(Saved entries)
[Start of Attachment]

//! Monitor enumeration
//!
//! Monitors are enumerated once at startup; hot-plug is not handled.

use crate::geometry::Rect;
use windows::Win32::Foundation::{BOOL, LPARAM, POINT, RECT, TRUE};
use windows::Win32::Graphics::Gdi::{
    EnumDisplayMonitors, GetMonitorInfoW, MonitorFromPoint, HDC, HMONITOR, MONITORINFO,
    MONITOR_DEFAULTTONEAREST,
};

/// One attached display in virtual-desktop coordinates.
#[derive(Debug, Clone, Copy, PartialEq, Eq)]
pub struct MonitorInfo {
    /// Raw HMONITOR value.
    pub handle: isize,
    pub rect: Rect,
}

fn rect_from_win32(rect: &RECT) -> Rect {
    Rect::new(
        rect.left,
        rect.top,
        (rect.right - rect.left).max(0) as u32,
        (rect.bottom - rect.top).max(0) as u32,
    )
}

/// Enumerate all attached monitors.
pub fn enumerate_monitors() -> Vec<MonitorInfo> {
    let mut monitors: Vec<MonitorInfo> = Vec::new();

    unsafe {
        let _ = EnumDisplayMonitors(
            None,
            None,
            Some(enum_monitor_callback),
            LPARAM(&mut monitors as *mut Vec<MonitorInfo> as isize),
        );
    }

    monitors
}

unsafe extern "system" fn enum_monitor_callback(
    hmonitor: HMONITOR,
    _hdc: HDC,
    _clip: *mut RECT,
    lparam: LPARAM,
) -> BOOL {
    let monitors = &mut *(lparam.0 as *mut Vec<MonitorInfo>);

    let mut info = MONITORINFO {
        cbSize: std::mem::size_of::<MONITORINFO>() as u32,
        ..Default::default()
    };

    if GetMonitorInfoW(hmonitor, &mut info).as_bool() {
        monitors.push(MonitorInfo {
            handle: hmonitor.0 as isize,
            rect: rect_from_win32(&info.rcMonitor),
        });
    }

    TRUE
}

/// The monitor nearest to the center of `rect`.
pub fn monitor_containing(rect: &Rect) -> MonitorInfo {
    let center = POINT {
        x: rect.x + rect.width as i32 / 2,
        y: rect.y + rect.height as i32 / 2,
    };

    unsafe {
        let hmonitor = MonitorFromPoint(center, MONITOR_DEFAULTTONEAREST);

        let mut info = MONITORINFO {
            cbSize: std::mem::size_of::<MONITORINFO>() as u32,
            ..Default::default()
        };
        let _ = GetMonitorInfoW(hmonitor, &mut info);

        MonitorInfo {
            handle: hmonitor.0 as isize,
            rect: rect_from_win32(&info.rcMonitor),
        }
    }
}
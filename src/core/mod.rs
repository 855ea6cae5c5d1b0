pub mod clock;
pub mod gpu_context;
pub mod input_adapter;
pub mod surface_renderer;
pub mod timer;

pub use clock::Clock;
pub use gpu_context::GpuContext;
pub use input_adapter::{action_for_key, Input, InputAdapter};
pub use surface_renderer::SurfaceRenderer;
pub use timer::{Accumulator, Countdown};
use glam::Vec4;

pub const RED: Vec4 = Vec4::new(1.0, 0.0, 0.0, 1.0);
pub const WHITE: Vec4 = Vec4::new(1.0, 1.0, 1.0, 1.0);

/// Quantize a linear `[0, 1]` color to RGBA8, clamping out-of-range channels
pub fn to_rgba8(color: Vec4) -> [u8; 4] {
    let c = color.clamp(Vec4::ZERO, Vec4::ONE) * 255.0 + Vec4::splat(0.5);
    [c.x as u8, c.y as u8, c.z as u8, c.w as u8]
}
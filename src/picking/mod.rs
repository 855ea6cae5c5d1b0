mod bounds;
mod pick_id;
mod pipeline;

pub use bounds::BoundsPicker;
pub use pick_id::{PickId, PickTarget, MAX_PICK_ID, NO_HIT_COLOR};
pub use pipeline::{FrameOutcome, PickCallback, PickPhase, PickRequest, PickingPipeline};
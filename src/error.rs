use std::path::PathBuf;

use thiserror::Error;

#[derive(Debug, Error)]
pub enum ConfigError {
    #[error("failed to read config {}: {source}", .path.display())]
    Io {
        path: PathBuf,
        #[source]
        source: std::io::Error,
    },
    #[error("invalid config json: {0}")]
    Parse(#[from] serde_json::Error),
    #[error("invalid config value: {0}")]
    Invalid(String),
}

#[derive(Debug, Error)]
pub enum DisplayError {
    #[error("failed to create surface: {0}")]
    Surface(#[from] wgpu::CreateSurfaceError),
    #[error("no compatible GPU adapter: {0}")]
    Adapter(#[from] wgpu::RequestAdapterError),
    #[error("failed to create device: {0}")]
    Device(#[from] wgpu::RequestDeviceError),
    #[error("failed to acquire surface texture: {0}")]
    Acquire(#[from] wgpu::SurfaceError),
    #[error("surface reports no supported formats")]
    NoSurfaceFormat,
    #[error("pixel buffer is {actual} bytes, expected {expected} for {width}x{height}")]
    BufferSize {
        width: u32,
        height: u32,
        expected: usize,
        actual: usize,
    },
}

[End of Attachment]
[Start of Attachment]

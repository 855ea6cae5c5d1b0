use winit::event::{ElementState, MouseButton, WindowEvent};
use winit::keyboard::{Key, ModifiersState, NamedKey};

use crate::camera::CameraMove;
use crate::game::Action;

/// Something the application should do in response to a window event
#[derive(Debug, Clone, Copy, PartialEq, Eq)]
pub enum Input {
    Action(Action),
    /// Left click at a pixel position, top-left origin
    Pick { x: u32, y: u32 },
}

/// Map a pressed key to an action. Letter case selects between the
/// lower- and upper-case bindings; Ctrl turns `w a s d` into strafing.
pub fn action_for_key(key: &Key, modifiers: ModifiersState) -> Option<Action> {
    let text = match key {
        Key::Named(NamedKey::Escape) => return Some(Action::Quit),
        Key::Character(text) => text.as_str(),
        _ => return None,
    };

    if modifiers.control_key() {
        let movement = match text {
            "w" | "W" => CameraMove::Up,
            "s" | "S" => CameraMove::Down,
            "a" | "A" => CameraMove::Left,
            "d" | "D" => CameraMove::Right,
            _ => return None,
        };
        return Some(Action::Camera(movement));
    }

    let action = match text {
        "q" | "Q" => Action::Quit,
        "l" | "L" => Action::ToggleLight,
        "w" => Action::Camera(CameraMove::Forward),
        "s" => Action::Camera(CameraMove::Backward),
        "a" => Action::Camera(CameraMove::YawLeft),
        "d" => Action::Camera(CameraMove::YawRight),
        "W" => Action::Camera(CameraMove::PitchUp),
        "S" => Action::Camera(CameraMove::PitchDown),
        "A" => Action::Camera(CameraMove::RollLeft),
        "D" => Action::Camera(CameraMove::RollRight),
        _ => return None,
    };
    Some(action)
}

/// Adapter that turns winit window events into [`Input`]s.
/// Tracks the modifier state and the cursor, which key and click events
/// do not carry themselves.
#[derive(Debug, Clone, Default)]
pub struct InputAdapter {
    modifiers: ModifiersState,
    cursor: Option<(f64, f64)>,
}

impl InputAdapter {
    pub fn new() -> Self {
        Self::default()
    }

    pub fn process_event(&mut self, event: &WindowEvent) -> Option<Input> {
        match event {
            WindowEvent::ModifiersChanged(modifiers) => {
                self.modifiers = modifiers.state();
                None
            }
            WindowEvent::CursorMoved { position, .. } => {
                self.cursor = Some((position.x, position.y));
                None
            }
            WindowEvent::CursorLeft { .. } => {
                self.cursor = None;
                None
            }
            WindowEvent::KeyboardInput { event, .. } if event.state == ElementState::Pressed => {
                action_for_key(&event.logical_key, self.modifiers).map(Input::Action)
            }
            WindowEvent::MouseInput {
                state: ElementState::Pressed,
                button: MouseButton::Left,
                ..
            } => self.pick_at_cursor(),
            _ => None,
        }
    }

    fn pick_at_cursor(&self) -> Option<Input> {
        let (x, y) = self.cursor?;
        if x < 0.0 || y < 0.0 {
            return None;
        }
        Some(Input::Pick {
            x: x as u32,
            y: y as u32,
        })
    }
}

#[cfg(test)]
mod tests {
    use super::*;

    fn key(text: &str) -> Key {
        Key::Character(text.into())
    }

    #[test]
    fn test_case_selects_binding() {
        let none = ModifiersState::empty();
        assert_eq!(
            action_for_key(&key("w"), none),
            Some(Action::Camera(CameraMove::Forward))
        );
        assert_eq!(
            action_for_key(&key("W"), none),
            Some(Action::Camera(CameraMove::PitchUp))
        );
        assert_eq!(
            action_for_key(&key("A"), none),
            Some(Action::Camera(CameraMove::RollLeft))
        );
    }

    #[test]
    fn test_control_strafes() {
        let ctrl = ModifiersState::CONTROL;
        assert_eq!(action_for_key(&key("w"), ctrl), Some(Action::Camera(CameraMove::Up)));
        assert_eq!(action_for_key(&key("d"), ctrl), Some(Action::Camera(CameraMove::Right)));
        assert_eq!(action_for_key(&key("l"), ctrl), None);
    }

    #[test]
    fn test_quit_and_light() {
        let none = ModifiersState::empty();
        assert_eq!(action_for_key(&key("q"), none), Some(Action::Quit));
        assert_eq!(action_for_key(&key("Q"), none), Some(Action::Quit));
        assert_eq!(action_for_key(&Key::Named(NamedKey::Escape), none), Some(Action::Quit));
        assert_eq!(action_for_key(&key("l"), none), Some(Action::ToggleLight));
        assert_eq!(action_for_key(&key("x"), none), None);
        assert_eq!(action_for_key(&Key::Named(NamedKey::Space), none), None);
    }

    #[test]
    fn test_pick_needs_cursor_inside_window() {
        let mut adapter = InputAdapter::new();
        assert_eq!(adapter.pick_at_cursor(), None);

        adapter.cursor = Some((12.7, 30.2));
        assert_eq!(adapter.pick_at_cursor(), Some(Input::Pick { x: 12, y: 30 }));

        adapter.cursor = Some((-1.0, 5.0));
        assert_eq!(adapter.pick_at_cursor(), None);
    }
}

[End of Attachment]

In the records above, find each line holding "pixel" and copy it.

- **Task response**
    #[error("pixel buffer is {actual} bytes, expected {expected} for {width}x{height}")]
    /// Left click at a pixel position, top-left origin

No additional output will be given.